**** Given information

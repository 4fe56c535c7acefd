use argon2::{
    password_hash::{PasswordHash, PasswordHasher as _, PasswordVerifier, SaltString},
    Algorithm, Argon2, Params, Version,
};
use rand::rngs::OsRng;
use thiserror::Error;
use tracing::error;

#[derive(Debug, Error)]
pub enum HashError {
    #[error("argon2 error: {0}")]
    Argon2(String),
    #[error("hashing task failed: {0}")]
    Join(#[from] tokio::task::JoinError),
}

/// Salted argon2id hashing. Cost parameters are embedded in every hash, so
/// verification works regardless of how the hasher was configured.
#[derive(Debug, Clone)]
pub struct PasswordHasher {
    params: Params,
}

impl Default for PasswordHasher {
    fn default() -> Self {
        Self {
            params: Params::default(),
        }
    }
}

impl PasswordHasher {
    /// Minimal cost, for tests only.
    #[cfg(test)]
    pub fn fast() -> Self {
        Self {
            params: Params::new(Params::MIN_M_COST, 1, 1, None).expect("valid params"),
        }
    }

    fn argon2(&self) -> Argon2<'static> {
        Argon2::new(Algorithm::Argon2id, Version::V0x13, self.params.clone())
    }

    pub fn hash_password(&self, plain: &str) -> Result<String, HashError> {
        let salt = SaltString::generate(&mut OsRng);
        let hash = self
            .argon2()
            .hash_password(plain.as_bytes(), &salt)
            .map_err(|e| {
                error!(error = %e, "argon2 hash_password error");
                HashError::Argon2(e.to_string())
            })?
            .to_string();
        Ok(hash)
    }

    /// `Ok(false)` on mismatch; errors only when the stored hash is unreadable.
    pub fn verify_password(&self, plain: &str, hash: &str) -> Result<bool, HashError> {
        let parsed = PasswordHash::new(hash).map_err(|e| {
            error!(error = %e, "argon2 parse hash error");
            HashError::Argon2(e.to_string())
        })?;
        match self.argon2().verify_password(plain.as_bytes(), &parsed) {
            Ok(()) => Ok(true),
            Err(argon2::password_hash::Error::Password) => Ok(false),
            Err(e) => Err(HashError::Argon2(e.to_string())),
        }
    }

    pub async fn hash(&self, plain: &str) -> Result<String, HashError> {
        let hasher = self.clone();
        let plain = plain.to_owned();
        tokio::task::spawn_blocking(move || hasher.hash_password(&plain)).await?
    }

    pub async fn verify(&self, plain: &str, hash: &str) -> Result<bool, HashError> {
        let hasher = self.clone();
        let (plain, hash) = (plain.to_owned(), hash.to_owned());
        tokio::task::spawn_blocking(move || hasher.verify_password(&plain, &hash)).await?
    }
}
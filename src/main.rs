mod app;
mod auth;
mod config;
mod error;
mod state;
mod store;

#[tokio::main]
async fn main() -> anyhow::Result<()> {
    dotenvy::dotenv().ok();

    let env_filter = std::env::var("RUST_LOG")
        .unwrap_or_else(|_| "authkeep=debug,axum=info,tower_http=info".to_string());
    let json_logs = std::env::var("LOG_FORMAT")
        .map(|v| v == "json")
        .unwrap_or(false);

    if json_logs {
        tracing_subscriber::fmt()
            .with_env_filter(env_filter)
            .with_target(false)
            .json()
            .init();
    } else {
        tracing_subscriber::fmt().with_env_filter(env_filter).init();
    }

    let app_state = state::AppState::init().await?;

    if let Some(pg) = &app_state.pg {
        if let Err(e) = sqlx::migrate!("./migrations").run(pg.pool()).await {
            tracing::warn!(error = %e, "migration failed; continuing");
        }
    }

    let (host, port) = (app_state.config.host.clone(), app_state.config.port);
    app::serve(app::build_app(app_state), &host, port).await
}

********

* **Work instructions**
Go through the records above and return every line that holds the string "derive".

* **Output**
#[derive(Debug, Error)]
#[derive(Debug, Clone)]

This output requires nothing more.